··· DATA PROVIDED

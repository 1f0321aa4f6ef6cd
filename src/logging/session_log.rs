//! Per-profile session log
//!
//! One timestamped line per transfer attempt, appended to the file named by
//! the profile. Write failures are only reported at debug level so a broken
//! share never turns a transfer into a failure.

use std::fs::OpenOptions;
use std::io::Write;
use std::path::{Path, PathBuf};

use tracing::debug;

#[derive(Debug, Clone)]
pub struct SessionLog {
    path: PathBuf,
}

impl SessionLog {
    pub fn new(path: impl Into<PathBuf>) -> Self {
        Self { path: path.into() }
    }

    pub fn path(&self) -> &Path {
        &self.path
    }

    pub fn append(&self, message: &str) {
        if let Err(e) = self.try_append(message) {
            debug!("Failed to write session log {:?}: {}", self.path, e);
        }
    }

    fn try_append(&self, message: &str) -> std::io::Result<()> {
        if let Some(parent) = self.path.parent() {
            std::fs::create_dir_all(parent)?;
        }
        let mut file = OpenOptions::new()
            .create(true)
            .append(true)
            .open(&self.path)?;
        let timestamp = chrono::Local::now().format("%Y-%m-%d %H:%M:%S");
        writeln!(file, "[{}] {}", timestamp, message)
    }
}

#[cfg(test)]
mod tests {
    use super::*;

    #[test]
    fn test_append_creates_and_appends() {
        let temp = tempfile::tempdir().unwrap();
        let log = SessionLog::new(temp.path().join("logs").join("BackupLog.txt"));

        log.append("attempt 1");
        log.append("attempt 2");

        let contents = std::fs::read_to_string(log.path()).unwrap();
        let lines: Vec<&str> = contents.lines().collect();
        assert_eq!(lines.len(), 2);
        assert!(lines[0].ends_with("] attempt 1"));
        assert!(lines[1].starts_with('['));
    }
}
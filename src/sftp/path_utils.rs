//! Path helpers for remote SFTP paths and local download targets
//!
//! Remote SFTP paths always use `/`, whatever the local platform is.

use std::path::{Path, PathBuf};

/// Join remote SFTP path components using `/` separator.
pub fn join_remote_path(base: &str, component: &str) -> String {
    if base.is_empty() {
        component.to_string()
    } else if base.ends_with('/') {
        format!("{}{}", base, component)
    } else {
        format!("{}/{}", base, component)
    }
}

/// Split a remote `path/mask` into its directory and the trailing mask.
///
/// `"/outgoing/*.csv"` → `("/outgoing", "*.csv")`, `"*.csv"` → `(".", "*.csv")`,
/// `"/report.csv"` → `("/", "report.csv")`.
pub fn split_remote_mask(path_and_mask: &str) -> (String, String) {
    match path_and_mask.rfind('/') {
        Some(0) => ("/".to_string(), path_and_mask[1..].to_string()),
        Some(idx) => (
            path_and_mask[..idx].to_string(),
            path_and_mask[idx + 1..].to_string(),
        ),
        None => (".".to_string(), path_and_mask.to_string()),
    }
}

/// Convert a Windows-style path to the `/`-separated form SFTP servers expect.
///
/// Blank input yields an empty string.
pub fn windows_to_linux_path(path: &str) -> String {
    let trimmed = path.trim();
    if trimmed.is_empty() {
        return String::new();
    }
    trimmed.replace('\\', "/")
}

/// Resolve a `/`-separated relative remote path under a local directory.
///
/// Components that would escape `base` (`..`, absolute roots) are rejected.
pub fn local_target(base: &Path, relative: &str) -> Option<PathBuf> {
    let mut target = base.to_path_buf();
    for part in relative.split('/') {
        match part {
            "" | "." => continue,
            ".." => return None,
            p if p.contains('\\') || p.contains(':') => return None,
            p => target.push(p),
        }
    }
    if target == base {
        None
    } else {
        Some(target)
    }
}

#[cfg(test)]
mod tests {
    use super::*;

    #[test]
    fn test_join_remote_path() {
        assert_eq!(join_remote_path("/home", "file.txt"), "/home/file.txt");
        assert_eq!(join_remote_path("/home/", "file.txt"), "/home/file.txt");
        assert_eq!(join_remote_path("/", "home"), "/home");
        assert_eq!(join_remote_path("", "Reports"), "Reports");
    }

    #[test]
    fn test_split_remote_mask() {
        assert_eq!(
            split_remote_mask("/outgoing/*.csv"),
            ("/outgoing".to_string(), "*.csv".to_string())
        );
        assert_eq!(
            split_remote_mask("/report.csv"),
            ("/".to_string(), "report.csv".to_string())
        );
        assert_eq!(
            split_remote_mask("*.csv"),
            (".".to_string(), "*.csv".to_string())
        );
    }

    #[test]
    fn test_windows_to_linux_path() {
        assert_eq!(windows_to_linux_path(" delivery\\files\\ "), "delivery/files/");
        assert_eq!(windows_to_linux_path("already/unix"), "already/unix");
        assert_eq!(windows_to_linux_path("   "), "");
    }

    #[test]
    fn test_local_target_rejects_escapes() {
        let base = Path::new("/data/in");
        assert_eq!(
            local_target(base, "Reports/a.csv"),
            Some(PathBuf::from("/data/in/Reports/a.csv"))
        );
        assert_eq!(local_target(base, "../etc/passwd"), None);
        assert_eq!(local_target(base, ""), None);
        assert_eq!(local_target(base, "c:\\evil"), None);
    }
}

······

#### TASK DIRECTIONS
Repeat all of the material, exactly as it reads.

#### SOLUTION
repository 1f0321aa4f6ef6cd
filename src/logging/session_log.rs
//! Per-profile session log
//!
//! One timestamped line per transfer attempt, appended to the file named by
//! the profile. Write failures are only reported at debug level so a broken
//! share never turns a transfer into a failure.

use std::fs::OpenOptions;
use std::io::Write;
use std::path::{Path, PathBuf};

use tracing::debug;

#[derive(Debug, Clone)]
pub struct SessionLog {
    path: PathBuf,
}

impl SessionLog {
    pub fn new(path: impl Into<PathBuf>) -> Self {
        Self { path: path.into() }
    }

    pub fn path(&self) -> &Path {
        &self.path
    }

    pub fn append(&self, message: &str) {
        if let Err(e) = self.try_append(message) {
            debug!("Failed to write session log {:?}: {}", self.path, e);
        }
    }

    fn try_append(&self, message: &str) -> std::io::Result<()> {
        if let Some(parent) = self.path.parent() {
            std::fs::create_dir_all(parent)?;
        }
        let mut file = OpenOptions::new()
            .create(true)
            .append(true)
            .open(&self.path)?;
        let timestamp = chrono::Local::now().format("%Y-%m-%d %H:%M:%S");
        writeln!(file, "[{}] {}", timestamp, message)
    }
}

#[cfg(test)]
mod tests {
    use super::*;

    #[test]
    fn test_append_creates_and_appends() {
        let temp = tempfile::tempdir().unwrap();
        let log = SessionLog::new(temp.path().join("logs").join("BackupLog.txt"));

        log.append("attempt 1");
        log.append("attempt 2");

        let contents = std::fs::read_to_string(log.path()).unwrap();
        let lines: Vec<&str> = contents.lines().collect();
        assert_eq!(lines.len(), 2);
        assert!(lines[0].ends_with("] attempt 1"));
        assert!(lines[1].starts_with('['));
    }
}
filename src/sftp/path_utils.rs
//! Path helpers for remote SFTP paths and local download targets
//!
//! Remote SFTP paths always use `/`, whatever the local platform is.

use std::path::{Path, PathBuf};

/// Join remote SFTP path components using `/` separator.
pub fn join_remote_path(base: &str, component: &str) -> String {
    if base.is_empty() {
        component.to_string()
    } else if base.ends_with('/') {
        format!("{}{}", base, component)
    } else {
        format!("{}/{}", base, component)
    }
}

/// Split a remote `path/mask` into its directory and the trailing mask.
///
/// `"/outgoing/*.csv"` → `("/outgoing", "*.csv")`, `"*.csv"` → `(".", "*.csv")`,
/// `"/report.csv"` → `("/", "report.csv")`.
pub fn split_remote_mask(path_and_mask: &str) -> (String, String) {
    match path_and_mask.rfind('/') {
        Some(0) => ("/".to_string(), path_and_mask[1..].to_string()),
        Some(idx) => (
            path_and_mask[..idx].to_string(),
            path_and_mask[idx + 1..].to_string(),
        ),
        None => (".".to_string(), path_and_mask.to_string()),
    }
}

/// Convert a Windows-style path to the `/`-separated form SFTP servers expect.
///
/// Blank input yields an empty string.
pub fn windows_to_linux_path(path: &str) -> String {
    let trimmed = path.trim();
    if trimmed.is_empty() {
        return String::new();
    }
    trimmed.replace('\\', "/")
}

/// Resolve a `/`-separated relative remote path under a local directory.
///
/// Components that would escape `base` (`..`, absolute roots) are rejected.
pub fn local_target(base: &Path, relative: &str) -> Option<PathBuf> {
    let mut target = base.to_path_buf();
    for part in relative.split('/') {
        match part {
            "" | "." => continue,
            ".." => return None,
            p if p.contains('\\') || p.contains(':') => return None,
            p => target.push(p),
        }
    }
    if target == base {
        None
    } else {
        Some(target)
    }
}

#[cfg(test)]
mod tests {
    use super::*;

    #[test]
    fn test_join_remote_path() {
        assert_eq!(join_remote_path("/home", "file.txt"), "/home/file.txt");
        assert_eq!(join_remote_path("/home/", "file.txt"), "/home/file.txt");
        assert_eq!(join_remote_path("/", "home"), "/home");
        assert_eq!(join_remote_path("", "Reports"), "Reports");
    }

    #[test]
    fn test_split_remote_mask() {
        assert_eq!(
            split_remote_mask("/outgoing/*.csv"),
            ("/outgoing".to_string(), "*.csv".to_string())
        );
        assert_eq!(
            split_remote_mask("/report.csv"),
            ("/".to_string(), "report.csv".to_string())
        );
        assert_eq!(
            split_remote_mask("*.csv"),
            (".".to_string(), "*.csv".to_string())
        );
    }

    #[test]
    fn test_windows_to_linux_path() {
        assert_eq!(windows_to_linux_path(" delivery\\files\\ "), "delivery/files/");
        assert_eq!(windows_to_linux_path("already/unix"), "already/unix");
        assert_eq!(windows_to_linux_path("   "), "");
    }

    #[test]
    fn test_local_target_rejects_escapes() {
        let base = Path::new("/data/in");
        assert_eq!(
            local_target(base, "Reports/a.csv"),
            Some(PathBuf::from("/data/in/Reports/a.csv"))
        );
        assert_eq!(local_target(base, "../etc/passwd"), None);
        assert_eq!(local_target(base, ""), None);
        assert_eq!(local_target(base, "c:\\evil"), None);
    }
}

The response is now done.